If Ruth Wilson was available, cast her. If not, throw a wig on Nathan Lane. I need someone with the right level of sass (and pizazz).
8. Who’s your favorite horror villain and why?
Freddy Krueger. Claws down. He is my absolute favourite. I believe he was the first “monster” I was ever afraid of as a child. My parents were video rental shop-crawlers in the 1980s, and I somehow saw a part of A Nightmare on Elm Street when I was very, very young (specifically I saw the scene of Johnny Depp being sucked into his bed and a giant geyser of blood shooting up). I was terrified of Freddy after that! Then, when I hit my teenage years, I started to love horror movies, and I always came back to the Nightmare franchise. I think Freddy stood because he wisecracked. He wasn’t the silent masked slasher type. You laughed along with his jokes, but he’d slice your heart out. Plus, I met Robert Englund a few years ago, and he is a very sweet man who obviously adores the role that made him a household name.
9. Do you have an historical crush and if so, who is it?
Where to begin? I do historical research as my not-writing-fiction job, and I’ve come across some real cutie-pies! Henri de Toulouse-Lautrec does have a certain appeal (if you ignore the syphilis). Maybe I’m just adore men who give good art.
10. Is there a story that you’d like to tell but you think the world isn’t ready to receive it?
There is a story I’m dying to tell, and I haven’t tried to publish it, but not because the world could not handle it. I have been working on a fantasy novel for over a year, and I worry that in a world with Lord of the Rings, Harry Potter, and Game of Thrones what I’m writing might seem a little old hat. I think I need more confidence in myself to get over that fear.
My short story “Curtain Calls” appears in Dreamspinner Press’s recently released anthology Snow on the Roof.

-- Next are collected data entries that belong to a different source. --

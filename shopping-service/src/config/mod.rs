use secrecy::{ExposeSecret, Secret};
use service_core::config as core_config;
use service_core::error::AppError;
use std::env;

const DEFAULT_PROVIDER_TIMEOUT_SECS: u64 = 30;

#[derive(Debug, Clone)]
pub struct ShoppingConfig {
    pub common: core_config::Config,
    pub mongodb: MongoConfig,
    pub product_search: ProductSearchConfig,
    pub otlp_endpoint: Option<String>,
}

#[derive(Debug, Clone)]
pub struct MongoConfig {
    pub uri: Secret<String>,
    pub database: String,
    pub collection: String,
}

#[derive(Debug, Clone)]
pub struct ProductSearchConfig {
    pub api_key: Secret<String>,
    pub api_host: String,
    /// Scheme and host the `/search` path is appended to.
    pub base_url: String,
    pub timeout_secs: u64,
}

impl ProductSearchConfig {
    pub fn is_configured(&self) -> bool {
        !self.api_host.is_empty() && !self.api_key.expose_secret().is_empty()
    }
}

impl ShoppingConfig {
    pub fn load() -> Result<Self, AppError> {
        let common_config = core_config::Config::load()?;
        let is_prod = env::var("ENVIRONMENT").unwrap_or_else(|_| "dev".to_string()) == "prod";

        let api_host = get_env("RAPIDAPI_HOST", Some(""), is_prod)?;
        let base_url = match env::var("RAPIDAPI_BASE_URL") {
            Ok(url) => url,
            Err(_) => format!("https://{}", api_host),
        };

        Ok(ShoppingConfig {
            common: common_config,
            mongodb: MongoConfig {
                uri: Secret::new(get_env(
                    "MONGO_URI",
                    Some("mongodb://localhost:27017"),
                    is_prod,
                )?),
                database: get_env("MONGO_DATABASE", Some("services"), is_prod)?,
                collection: get_env("MONGO_COLLECTION", Some("items"), is_prod)?,
            },
            product_search: ProductSearchConfig {
                api_key: Secret::new(get_env("RAPIDAPI_KEY", Some(""), is_prod)?),
                api_host,
                base_url,
                timeout_secs: get_env(
                    "RAPIDAPI_TIMEOUT_SECS",
                    Some(&DEFAULT_PROVIDER_TIMEOUT_SECS.to_string()),
                    is_prod,
                )?
                .parse()
                .unwrap_or(DEFAULT_PROVIDER_TIMEOUT_SECS),
            },
            otlp_endpoint: env::var("OTLP_ENDPOINT").ok(),
        })
    }
}

fn get_env(key: &str, default: Option<&str>, is_prod: bool) -> Result<String, AppError> {
    match env::var(key) {
        Ok(val) => Ok(val),
        Err(_) => {
            if is_prod {
                Err(AppError::ConfigError(anyhow::anyhow!(
                    "{} is required in production but not set",
                    key
                )))
            } else if let Some(def) = default {
                Ok(def.to_string())
            } else {
                Err(AppError::ConfigError(anyhow::anyhow!(
                    "{} is required but not set",
                    key
                )))
            }
        }
    }
}
//! Domain models for the shopping service.

pub mod item;
pub mod search_result;

pub use item::{Item, NewItem};
pub use search_result::SearchResult;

Anthology Blurb: "Just because there's snow on the roof, doesn't mean the fire's gone out in the furnace." There's something to be said for maturity and experience, and in all of these relationships, at least one of the lovers is over forty. Whether it's a May/December romance, a second chance at love, or finding a soul mate later in life, these stories prove that it's never too late for love.
“Curtain Calls” Excerpt:
At fifty-six years old, Kitt Holbrook had spent the majority of his life on the stage. He had been much leaner and much hungrier in the early days. He spent every waking moment clawing his way up the rung of the theatre hierarchy until he finally received his break-- being cast as Ferdinand in Pleismann’s run of The Tempest in 1976. The reviews for his performance made him a sought after name in the West End and even landed him a few film and television roles. Ferdinand, however, remained his signature role and, like many other British stage actors, he returned to the part at various times afterwards. In three weeks, Kitt would do so for the last time, saying goodbye to Ferdinand in a final grand send-off.
Leaning back in his chair, Kitt scrutinized his reflection for several moments. He supposed he was aging gracefully enough. Long ago, the bright copper sheen of his hair had faded into a dark brown that, in time, turned grey. Hair dye returned some of the luster with just enough pigmentless streaks at his temples for Kitt to appear distinguished. Though his lips were unfortunately thinning, the deep-set lines around his mouth and eyes gave him a rather grim expression, so he often tried to keep his eyebrows elevated to look less prickly, even though that made his forehead resemble a cracked pavement in the muggy heat of summer.
Leave plastic surgery to the young, Kitt thought. It’s too much effort to fix what nature’s already wrought.
Author Bio: Pinkie Rae Parker is happy to use the moniker passed down from her great-grandmother. Born and raised in the southern United States, Pinkie Rae is currently a cultural historian and graphic designer. She enjoys researching fashion and design in Europe during the eighteenth century and studying French. However, writing fiction is a passion that she has had since she was a teenager, and she now hopes to pursue writing for publication (outside of academia) as a full-time career.
Thanks for stopping by, Pinkie, come back any time!